Sum up your current work life in one sentence.

Intense, insane, busy and full of heart, I thrive in a fast-paced kitchen like The Barbary, the thrill of the open kitchen and the feeling of team spirit and joy in every service. 

Who has been really influential on your career and why?

There have been a number of chefs who have impacted on my career. Firstly, there was Meir Adoni and Yonatan Roshfeld (who I mentioned previously), both were very avant-garde when I was a young chef and super self-driven. They completely tried to do their own thing. I also worked with Erez Komarovsky, who was one of the first chefs I worked under. Erez was one of the chefs to bring sourdough to Israel, and he is particular skilled with artisan bread making. I learnt a lot from him, including how to make bread in wood fired ovens and cooking with the seasonal vegetables.

What’s next for you?

I can see myself working with Zoe and Layo for a while, especially if they do anything new. They are very innovative, which matches my style. I enjoy constantly developing The Barbary menu and trying out new things.

What’s your one piece of advice to someone starting out?

RUN! Haha! Go try and be an electrician or anything, then if you still want to do it – give me a call! But seriously, you need to be 100% committed to being a chef, you can’t fake it. You need the hours, the patience, accept the failure and learn from it. Until you find the variants, you won’t get the best results. There is no easy way to be a good chef, even with a recipe, it takes time.

Where did you last have a great meal?

Actually, I went to Patty&Bun recently and it was really good! Also I recently visited Palermo in Sicily, which was amazing even from the street food and markets, to the restaurants. You don’t need a big name to make beautiful food.

Are there any openings you are looking forward to?

I love what Nuno Mendes does, and I was really excited when I heard about his reopening of Viajante.

Where is the most exciting city for hospitality (aside from London)?

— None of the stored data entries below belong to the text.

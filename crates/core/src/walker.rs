//! Recursive answer-tree conversion.
//!
//! [`TreeWalker::convert`] returns a list so that one input item can expand into several
//! output items (repeat sections) or none (pruned subtrees). The cases are tried in order:
//!
//! 1. empty item: nothing
//! 2. repeat-section wrapper: its converted children, concatenated
//! 3. a recognised resource shape: one reference item from the owning factory
//! 4. anything else: the item rebuilt from its resolved answers and converted children

use crate::answers::{Answer, Item};
use crate::constants::REPEAT_SECTION_PREFIX;
use crate::context::ConversionContext;
use crate::factories::{standard_factories, ResourceFactory};
use crate::pruning::{is_empty_answer, is_empty_item};
use crate::ConversionResult;
use fhir::{ResponseAnswer, ResponseItem};

pub struct TreeWalker {
    factories: Vec<Box<dyn ResourceFactory>>,
}

impl Default for TreeWalker {
    fn default() -> Self {
        Self::standard()
    }
}

impl std::fmt::Debug for TreeWalker {
    fn fmt(&self, f: &mut std::fmt::Formatter<'_>) -> std::fmt::Result {
        f.debug_list()
            .entries(self.factories.iter().map(|r| r.name()))
            .finish()
    }
}

impl TreeWalker {
    /// Walker over [`standard_factories`].
    pub fn standard() -> Self {
        Self::with_factories(standard_factories())
    }

    pub fn with_factories(factories: Vec<Box<dyn ResourceFactory>>) -> Self {
        Self { factories }
    }

    /// Converts one item.
    ///
    /// # Errors
    ///
    /// Propagates the first resolver or factory error; nothing is returned for the rest of
    /// the subtree in that case.
    pub fn convert(
        &self,
        ctx: &mut ConversionContext<'_>,
        item: &Item,
    ) -> ConversionResult<Vec<ResponseItem>> {
        if is_empty_item(ctx.dispatcher(), item) {
            tracing::trace!(link_id = %item.link_id, "pruned empty item");
            return Ok(Vec::new());
        }

        if item.link_id.starts_with(REPEAT_SECTION_PREFIX) {
            return self.expand_repeat_section(ctx, item);
        }

        if let Some(factory) = self.factories.iter().find(|f| f.recognizes(ctx.dispatcher(), item)) {
            tracing::debug!(
                link_id = %item.link_id,
                factory = factory.name(),
                "extracting resource"
            );
            return Ok(vec![factory.build(ctx, item)?]);
        }

        let converted = self.rebuild(ctx, item)?;
        if converted.is_empty() {
            return Ok(Vec::new());
        }
        Ok(vec![converted])
    }

    /// Converts a list of sibling items, flattening the results in order.
    pub fn convert_all<'i>(
        &self,
        ctx: &mut ConversionContext<'_>,
        items: impl IntoIterator<Item = &'i Item>,
    ) -> ConversionResult<Vec<ResponseItem>> {
        let mut out = Vec::new();
        for item in items {
            out.extend(self.convert(ctx, item)?);
        }
        Ok(out)
    }

    fn expand_repeat_section(
        &self,
        ctx: &mut ConversionContext<'_>,
        item: &Item,
    ) -> ConversionResult<Vec<ResponseItem>> {
        let dropped = item
            .answers
            .iter()
            .filter(|a| !is_empty_answer(ctx.dispatcher(), a))
            .count();
        if dropped > 0 {
            tracing::warn!(
                link_id = %item.link_id,
                dropped,
                "repeat section wrapper carries answers; only child items are kept"
            );
        }

        let repetitions = self.convert_all(ctx, &item.items)?;
        tracing::debug!(
            link_id = %item.link_id,
            repetitions = repetitions.len(),
            "expanded repeat section"
        );
        Ok(repetitions)
    }

    fn rebuild(
        &self,
        ctx: &mut ConversionContext<'_>,
        item: &Item,
    ) -> ConversionResult<ResponseItem> {
        let mut out = ResponseItem::new(item.link_id.clone());
        out.text = item.text.clone();

        for answer in &item.answers {
            if is_empty_answer(ctx.dispatcher(), answer) {
                continue;
            }
            let converted = self.convert_answer(ctx, answer)?;
            if !converted.is_empty() {
                out.answers.push(converted);
            }
        }

        out.items = self.convert_all(ctx, &item.items)?;
        Ok(out)
    }

    fn convert_answer(
        &self,
        ctx: &mut ConversionContext<'_>,
        answer: &Answer,
    ) -> ConversionResult<ResponseAnswer> {
        let value = if ctx.has_value(answer) {
            Some(ctx.resolve(answer)?)
        } else {
            None
        };
        let items = self.convert_all(ctx, &answer.items)?;
        Ok(ResponseAnswer { value, items })
    }
}

#[cfg(test)]
mod tests {
    use super::*;
    use crate::code_systems::CodeSystems;
    use crate::dispatcher::Dispatcher;
    use crate::ConversionError;
    use fhir::{BundleBuilder, FhirError, TypedValue};
    use intake_uuid::SequentialIdSource;
    use serde_json::json;

    fn item(value: serde_json::Value) -> Item {
        serde_json::from_value(value).expect("valid item json")
    }

    fn run(tree: &Item) -> (ConversionResult<Vec<ResponseItem>>, BundleBuilder) {
        let dispatcher = Dispatcher::standard();
        let tables = CodeSystems::bundled().expect("bundled tables");
        let mut ids = SequentialIdSource::new();
        let mut bundle = BundleBuilder::new();
        let result = {
            let mut ctx = ConversionContext::new(&dispatcher, &tables, &mut ids, &mut bundle);
            TreeWalker::standard().convert(&mut ctx, tree)
        };
        (result, bundle)
    }

    fn convert(tree: &Item) -> Vec<ResponseItem> {
        run(tree).0.expect("conversion succeeds")
    }

    fn assert_no_empty_nodes(items: &[ResponseItem]) {
        for i in items {
            assert!(!i.is_empty(), "empty item {}", i.link_id);
            for a in &i.answers {
                assert!(!a.is_empty(), "empty answer under {}", i.link_id);
                assert_no_empty_nodes(&a.items);
            }
            assert_no_empty_nodes(&i.items);
        }
    }

    fn symptoms() -> Item {
        item(json!({
            "linkId": "clinical",
            "text": "Clinical details",
            "item": [
                {"linkId": "onset", "answer": [{"valueDate": "10.07.2024"}]},
                {"linkId": "unanswered"},
                {"linkId": "fever", "answer": [{"valueBoolean": true}, {}]},
                {"linkId": "temperature", "answer": [{"valueQuantity": {
                    "value": 39.2, "unit": "Cel", "system": "http://unitsofmeasure.org", "code": "Cel"
                }}]},
                {"linkId": "interpretation", "answer": [{"valueCoding": {
                    "system": "http://terminology.hl7.org/CodeSystem/v3-ObservationInterpretation",
                    "code": "POS"
                }}]},
                {"linkId": "comment", "answer": [{"valueString": ""}]}
            ]
        }))
    }

    #[test]
    fn empty_item_converts_to_nothing() {
        let tree = item(json!({"linkId": "x", "answer": [{}], "item": [{"linkId": "y"}]}));
        assert!(convert(&tree).is_empty());
    }

    #[test]
    fn valueless_answer_is_pruned_without_dispatching() {
        let tree = item(json!({
            "linkId": "x",
            "answer": [{"valueInteger": 3}, {}]
        }));
        let out = convert(&tree);
        assert_eq!(out.len(), 1);
        assert_eq!(out[0].answers.len(), 1);
        assert_eq!(out[0].answers[0].value, Some(TypedValue::Integer(3)));
    }

    #[test]
    fn rebuild_keeps_order_and_text_and_drops_empty_children() {
        let out = convert(&symptoms());
        assert_eq!(out.len(), 1);
        assert_eq!(out[0].text.as_deref(), Some("Clinical details"));

        let links: Vec<_> = out[0].items.iter().map(|i| i.link_id.as_str()).collect();
        assert_eq!(links, ["onset", "fever", "temperature", "interpretation"]);
        assert_eq!(out[0].items[1].answers.len(), 1);
        assert_no_empty_nodes(&out);
    }

    #[test]
    fn codings_are_enriched_with_table_display() {
        let out = convert(&symptoms());
        match &out[0].items[3].answers[0].value {
            Some(TypedValue::Coding(c)) => assert_eq!(c.display.as_deref(), Some("Positive")),
            other => panic!("expected coding, got {other:?}"),
        }
    }

    #[test]
    fn repeat_section_flattens_into_siblings() {
        let tree = item(json!({
            "linkId": "repeat-contacts",
            "item": [
                {"linkId": "contact", "answer": [{"valueString": "first"}]},
                {"linkId": "contact"},
                {"linkId": "contact", "answer": [{"valueString": "second"}]},
                {"linkId": "contact", "answer": [{"valueString": "third"}]}
            ]
        }));
        let out = convert(&tree);
        assert_eq!(out.len(), 3);
        let values: Vec<_> = out
            .iter()
            .map(|i| match &i.answers[0].value {
                Some(TypedValue::String(s)) => s.as_str(),
                other => panic!("expected string, got {other:?}"),
            })
            .collect();
        assert_eq!(values, ["first", "second", "third"]);
    }

    #[test]
    fn nested_repeat_sections_flatten_into_answer_children() {
        let tree = item(json!({
            "linkId": "exposures",
            "answer": [{"valueBoolean": true, "item": [{
                "linkId": "repeat-exposure",
                "item": [
                    {"linkId": "place", "answer": [{"valueString": "school"}]},
                    {"linkId": "place", "answer": [{"valueString": "home"}]}
                ]
            }]}]
        }));
        let out = convert(&tree);
        let children = &out[0].answers[0].items;
        assert_eq!(children.len(), 2);
        assert!(children.iter().all(|i| i.link_id == "place"));
    }

    #[test]
    fn repeat_wrapper_with_only_answers_produces_nothing() {
        let tree = item(json!({
            "linkId": "repeat-x",
            "answer": [{"valueString": "stray"}]
        }));
        assert!(convert(&tree).is_empty());
    }

    #[test]
    fn conversion_is_idempotent_on_pruned_trees() {
        let first = convert(&symptoms());
        let rendered = serde_json::to_value(&first[0]).expect("render item");

        let reparsed: Item = serde_json::from_value(rendered.clone()).expect("output is an item");
        let second = convert(&reparsed);
        assert_eq!(serde_json::to_value(&second[0]).expect("render item"), rendered);
    }

    #[test]
    fn time_out_of_range_aborts_conversion() {
        let tree = item(json!({"linkId": "t", "answer": [{"valueTime": "25:00"}]}));
        let err = run(&tree).0.expect_err("hour 25");
        match err {
            ConversionError::Format(FhirError::InvalidTime { literal, .. }) => {
                assert_eq!(literal, "25:00")
            }
            other => panic!("expected Format error, got {other:?}"),
        }
    }

    #[test]
    fn unsupported_value_aborts_conversion() {
        let tree = item(json!({
            "linkId": "report",
            "answer": [{"valueAttachment": {"title": "scan"}}]
        }));
        let err = run(&tree).0.expect_err("attachments are unsupported");
        assert!(matches!(err, ConversionError::DispatcherExhausted { .. }));
    }

    #[test]
    fn hospitalization_subtree_is_replaced_by_reference() {
        let tree = item(json!({
            "linkId": "hospitalizedEncounter",
            "answer": [{"item": [{
                "linkId": "Hospitalization",
                "item": [{
                    "linkId": "period",
                    "item": [{"linkId": "start", "answer": [{"valueDate": "01.01.2024"}]}]
                }]
            }]}]
        }));
        let (result, bundle) = run(&tree);
        let out = result.expect("hospitalization converts");

        assert_eq!(bundle.resources().len(), 1);
        let expected = bundle.resources()[0].reference();
        assert_eq!(out.len(), 1);
        assert_eq!(out[0].link_id, "hospitalizedEncounter");
        assert_eq!(out[0].answers[0].value, Some(TypedValue::Reference(expected)));
        assert!(out[0].answers[0].items.is_empty());
    }

    #[test]
    fn leading_empty_answer_does_not_hide_an_organization() {
        let tree = item(json!({
            "linkId": "notifierFacility",
            "answer": [
                {},
                {"item": [{
                    "linkId": "Organization",
                    "item": [{"linkId": "name", "answer": [{"valueString": "Labor"}]}]
                }]}
            ]
        }));
        let (result, bundle) = run(&tree);
        let out = result.expect("organization converts");

        assert_eq!(bundle.resources().len(), 1);
        assert_eq!(bundle.resources()[0].resource_type(), "Organization");
        assert_eq!(out.len(), 1);
        assert_eq!(
            out[0].answers[0].value,
            Some(TypedValue::Reference(bundle.resources()[0].reference()))
        );
    }
}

Tel Aviv. Everyone should go, the food is incredibly good and super versatile. There are constantly new ideas and culinary trends being born out of the city, and even the most mediocre restaurants are still good.

Who would you identify as a rising star?

I worked with a fantastic pastry chef Mariana Chavez at Fifteen in Cornwall. She is definitely one to watch, super talented and often makes crazy combinations using foraged ingredients.